__Input material__:
//=========================================================================
// Unit Tests
//=========================================================================

#[cfg(test)]
mod tests {
    use super::*;
    use std::cell::RefCell;
    use std::rc::Rc;

    use crate::core::context::GameContext;
    use crate::core::error::{SceneError, StageError};
    use crate::core::mediator::NavigationMediator;
    use crate::core::input::KeyDispatcher;
    use crate::core::mediator::Navigator;
    use crate::core::metadata::MetadataStore;
    use crate::core::registry::DependencyRegistry;
    use crate::core::render::{
        EngineHandle, HeadlessBackend, MountPoint, RenderHost, TickerFrame,
    };
    use crate::core::scene::{
        DirectionHandlers, FrameDriven, Scene, SceneContent, SceneDescriptor, SelfDriven,
    };

    //--- Test Fixtures ----------------------------------------------------

    /// Shared journal recording lifecycle events across scene instances.
    type Journal = Rc<RefCell<Vec<String>>>;

    struct Probe {
        tag: &'static str,
        journal: Journal,
        fail_assets: bool,
        self_driven: bool,
        frame_driven: bool,
        directional: bool,
        states: &'static [&'static str],
    }

    impl Probe {
        fn plain(tag: &'static str, journal: &Journal) -> Self {
            Self {
                tag,
                journal: Rc::clone(journal),
                fail_assets: false,
                self_driven: false,
                frame_driven: false,
                directional: false,
                states: &["play"],
            }
        }

        fn failing(mut self) -> Self {
            self.fail_assets = true;
            self
        }

        fn self_driven(mut self) -> Self {
            self.self_driven = true;
            self
        }

        fn frame_driven(mut self) -> Self {
            self.frame_driven = true;
            self
        }

        fn directional(mut self) -> Self {
            self.directional = true;
            self
        }

        fn with_states(mut self, states: &'static [&'static str]) -> Self {
            self.states = states;
            self
        }

        fn log(&self, event: &str) {
            self.journal.borrow_mut().push(format!("{}:{}", self.tag, event));
        }
    }

    impl Drop for Probe {
        fn drop(&mut self) {
            self.log("drop");
        }
    }

    impl Scene for Probe {
        fn load_assets(&mut self, _engine: &mut EngineHandle) -> Result<(), SceneError> {
            self.log("load_assets");
            if self.fail_assets {
                return Err(SceneError::AssetLoad("missing spritesheet".to_owned()));
            }
            Ok(())
        }

        fn start_scene(&mut self, _engine: &mut EngineHandle) -> Result<(), SceneError> {
            self.log("start_scene");
            Ok(())
        }

        fn as_self_driven(&mut self) -> Option<&mut dyn SelfDriven> {
            self.self_driven.then_some(self as &mut dyn SelfDriven)
        }

        fn as_frame_driven(&mut self) -> Option<&mut dyn FrameDriven> {
            self.frame_driven.then_some(self as &mut dyn FrameDriven)
        }

        fn as_direction_handlers(&mut self) -> Option<&mut dyn DirectionHandlers> {
            self.directional.then_some(self as &mut dyn DirectionHandlers)
        }
    }

    impl SelfDriven for Probe {
        fn setup(&mut self, _engine: &mut EngineHandle) {
            self.log("setup");
        }
    }

    impl FrameDriven for Probe {
        fn game_loop(&mut self, _frame: &mut TickerFrame) {
            self.log("game_loop");
        }

        fn select_state(&mut self, name: &str) -> bool {
            self.states.contains(&name)
        }
    }

    impl DirectionHandlers for Probe {
        fn up(&mut self) {
            self.log("up");
        }
        fn down(&mut self) {
            self.log("down");
        }
        fn left(&mut self) {
            self.log("left");
        }
        fn right(&mut self) {
            self.log("right");
        }
    }

    fn context() -> GameContext {
        let mediator = Rc::new(RefCell::new(NavigationMediator::new()));
        GameContext {
            host: RenderHost::new(Box::new(HeadlessBackend)),
            mount: MountPoint::new(),
            input: KeyDispatcher::new(),
            metadata: MetadataStore::new(),
            providers: DependencyRegistry::new(),
            navigator: Navigator::new(mediator),
        }
    }


    fn navigator_for(descriptors: Vec<SceneDescriptor>) -> SceneNavigator {
        SceneNavigator::new(SceneRegistry::new(descriptors))
    }

    fn request(navigator: &SceneNavigator, name: &str) {
        navigator.queue.send(name.to_owned()).unwrap();
    }

    //--- Navigation Flow --------------------------------------------------

    #[test]
    fn pump_loads_the_requested_scene() {
        let journal: Journal = Rc::default();
        let j = Rc::clone(&journal);
        let mut navigator = navigator_for(vec![SceneDescriptor::typed(
            "menu",
            SceneContent::default(),
            move |_| Probe::plain("menu", &j),
        )]);
        let mut ctx = context();

        request(&navigator, "menu");
        navigator.pump(&mut ctx).unwrap();

        assert_eq!(navigator.current_scene(), Some("menu"));
        assert!(ctx.mount.is_mounted());
        assert_eq!(
            journal.borrow().as_slice(),
            ["menu:load_assets", "menu:start_scene"]
        );
    }

    #[test]
    fn unknown_scene_surfaces_scene_not_found() {
        let mut navigator = navigator_for(vec![]);
        let mut ctx = context();

        request(&navigator, "missing");
        let error = navigator.pump(&mut ctx).unwrap_err();

        assert!(matches!(
            error,
            StageError::Scene(SceneError::SceneNotFound(name)) if name == "missing"
        ));
        assert!(!ctx.mount.is_mounted());
    }

    #[test]
    fn renavigation_tears_down_before_the_next_start() {
        let journal: Journal = Rc::default();
        let j = Rc::clone(&journal);
        let mut navigator = navigator_for(vec![SceneDescriptor::typed(
            "menu",
            SceneContent::default(),
            move |_| Probe::plain("menu", &j),
        )]);
        let mut ctx = context();

        request(&navigator, "menu");
        navigator.pump(&mut ctx).unwrap();
        request(&navigator, "menu");
        navigator.pump(&mut ctx).unwrap();

        // the first instance is fully dropped before the second starts
        assert_eq!(
            journal.borrow().as_slice(),
            [
                "menu:load_assets",
                "menu:start_scene",
                "menu:drop",
                "menu:load_assets",
                "menu:start_scene",
            ]
        );
    }

    #[test]
    fn queued_requests_are_processed_in_order() {
        let journal: Journal = Rc::default();
        let ja = Rc::clone(&journal);
        let jb = Rc::clone(&journal);
        let mut navigator = navigator_for(vec![
            SceneDescriptor::typed("a", SceneContent::default(), move |_| Probe::plain("a", &ja)),
            SceneDescriptor::typed("b", SceneContent::default(), move |_| Probe::plain("b", &jb)),
        ]);
        let mut ctx = context();

        request(&navigator, "a");
        request(&navigator, "b");
        navigator.pump(&mut ctx).unwrap();

        assert_eq!(navigator.current_scene(), Some("b"));
        assert_eq!(
            journal.borrow().as_slice(),
            [
                "a:load_assets",
                "a:start_scene",
                "a:drop",
                "b:load_assets",
                "b:start_scene",
            ]
        );
    }

    #[test]
    fn asset_failure_aborts_with_nothing_attached() {
        let journal: Journal = Rc::default();
        let j = Rc::clone(&journal);
        let mut navigator = navigator_for(vec![SceneDescriptor::typed(
            "broken",
            SceneContent::default(),
            move |_| Probe::plain("broken", &j).failing(),
        )]);
        let mut ctx = context();

        request(&navigator, "broken");
        let error = navigator.pump(&mut ctx).unwrap_err();

        assert!(matches!(error, StageError::Scene(SceneError::AssetLoad(_))));
        assert!(!ctx.mount.is_mounted());
        assert_eq!(navigator.current_scene(), None);
    }

    //--- Lifecycle Mode Selection -----------------------------------------

    #[test]
    fn self_driven_scene_gets_no_ticker_callback() {
        let journal: Journal = Rc::default();
        let j = Rc::clone(&journal);
        let mut navigator = navigator_for(vec![SceneDescriptor::typed(
            "auto",
            SceneContent::default().with_ticker(),
            move |_| Probe::plain("auto", &j).self_driven().frame_driven(),
        )]);
        let mut ctx = context();

        request(&navigator, "auto");
        navigator.pump(&mut ctx).unwrap();

        // setup ran, and ticker_on was ignored in favor of self-driving
        assert!(journal.borrow().iter().any(|event| event == "auto:setup"));
        assert_eq!(ctx.host.engine().unwrap().ticker.callback_count(), 0);
    }

    #[test]
    fn ticker_scene_gets_exactly_one_callback() {
        let journal: Journal = Rc::default();
        let j = Rc::clone(&journal);
        let mut navigator = navigator_for(vec![SceneDescriptor::typed(
            "level",
            SceneContent::default().with_ticker(),
            move |_| Probe::plain("level", &j).frame_driven(),
        )]);
        let mut ctx = context();

        request(&navigator, "level");
        navigator.pump(&mut ctx).unwrap();
        assert_eq!(ctx.host.engine().unwrap().ticker.callback_count(), 1);

        ctx.host.engine_mut().unwrap().ticker.tick(1.0 / 60.0);
        assert!(journal.borrow().iter().any(|event| event == "level:game_loop"));
    }

    #[test]
    fn explicit_game_loop_takes_precedence() {
        fn spin(scene: &mut dyn Scene, _frame: &mut TickerFrame) {
            if let Some(probe) = scene.downcast_mut::<Probe>() {
                probe.log("explicit_loop");
            }
        }

        let journal: Journal = Rc::default();
        let j = Rc::clone(&journal);
        let mut navigator = navigator_for(vec![SceneDescriptor::typed(
            "level",
            SceneContent::default().with_ticker().with_game_loop(spin),
            move |_| Probe::plain("level", &j).frame_driven(),
        )]);
        let mut ctx = context();

        request(&navigator, "level");
        navigator.pump(&mut ctx).unwrap();
        ctx.host.engine_mut().unwrap().ticker.tick(1.0 / 60.0);

        let journal = journal.borrow();
        assert!(journal.iter().any(|event| event == "level:explicit_loop"));
        assert!(!journal.iter().any(|event| event == "level:game_loop"));
    }

    #[test]
    fn ticker_scene_without_game_loop_fails() {
        let journal: Journal = Rc::default();
        let j = Rc::clone(&journal);
        let mut navigator = navigator_for(vec![SceneDescriptor::typed(
            "level",
            SceneContent::default().with_ticker(),
            move |_| Probe::plain("level", &j),
        )]);
        let mut ctx = context();

        request(&navigator, "level");
        let error = navigator.pump(&mut ctx).unwrap_err();
        assert!(matches!(
            error,
            StageError::Scene(SceneError::MissingGameLoop(name)) if name == "level"
        ));
    }

    #[test]
    fn state_resolution_defaults_to_play() {
        let journal: Journal = Rc::default();
        let j = Rc::clone(&journal);
        let mut navigator = navigator_for(vec![SceneDescriptor::typed(
            "level",
            SceneContent::default().with_ticker(),
            move |_| Probe::plain("level", &j).frame_driven().with_states(&["play", "pause"]),
        )]);
        let mut ctx = context();

        request(&navigator, "level");
        navigator.pump(&mut ctx).unwrap();
        assert_eq!(navigator.current_scene(), Some("level"));
    }

    #[test]
    fn missing_state_function_fails_the_load() {
        let journal: Journal = Rc::default();
        let j = Rc::clone(&journal);
        let mut navigator = navigator_for(vec![SceneDescriptor::typed(
            "level",
            SceneContent::default().with_ticker().with_state_function("intro"),
            move |_| Probe::plain("level", &j).frame_driven().with_states(&["play"]),
        )]);
        let mut ctx = context();

        request(&navigator, "level");
        let error = navigator.pump(&mut ctx).unwrap_err();
        assert!(matches!(
            error,
            StageError::Scene(SceneError::MissingStateFunction { state, .. }) if state == "intro"
        ));
    }

    //--- Input Binding ----------------------------------------------------

    #[test]
    fn directional_scene_is_bound_to_key_dispatch() {
        let journal: Journal = Rc::default();
        let j = Rc::clone(&journal);
        let mut navigator = navigator_for(vec![SceneDescriptor::typed(
            "menu",
            SceneContent::default(),
            move |_| Probe::plain("menu", &j).directional(),
        )]);
        let mut ctx = context();

        request(&navigator, "menu");
        navigator.pump(&mut ctx).unwrap();

        assert!(ctx.input.is_bound());
        assert!(ctx.input.dispatch(crate::core::input::KeyCode::KeyW));
        assert!(journal.borrow().iter().any(|event| event == "menu:up"));
    }

    #[test]
    fn non_directional_scene_is_never_bound() {
        let journal: Journal = Rc::default();
        let j = Rc::clone(&journal);
        let mut navigator = navigator_for(vec![SceneDescriptor::typed(
            "menu",
            SceneContent::default(),
            move |_| Probe::plain("menu", &j),
        )]);
        let mut ctx = context();

        request(&navigator, "menu");
        navigator.pump(&mut ctx).unwrap();

        assert!(!ctx.input.is_bound());
        assert!(!ctx.input.dispatch(crate::core::input::KeyCode::KeyW));
    }
}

__Problem to solve__: For the string "intro", return every line of the data where it appears.

__Task result__:
            SceneContent::default().with_ticker().with_state_function("intro"),
            StageError::Scene(SceneError::MissingStateFunction { state, .. }) if state == "intro"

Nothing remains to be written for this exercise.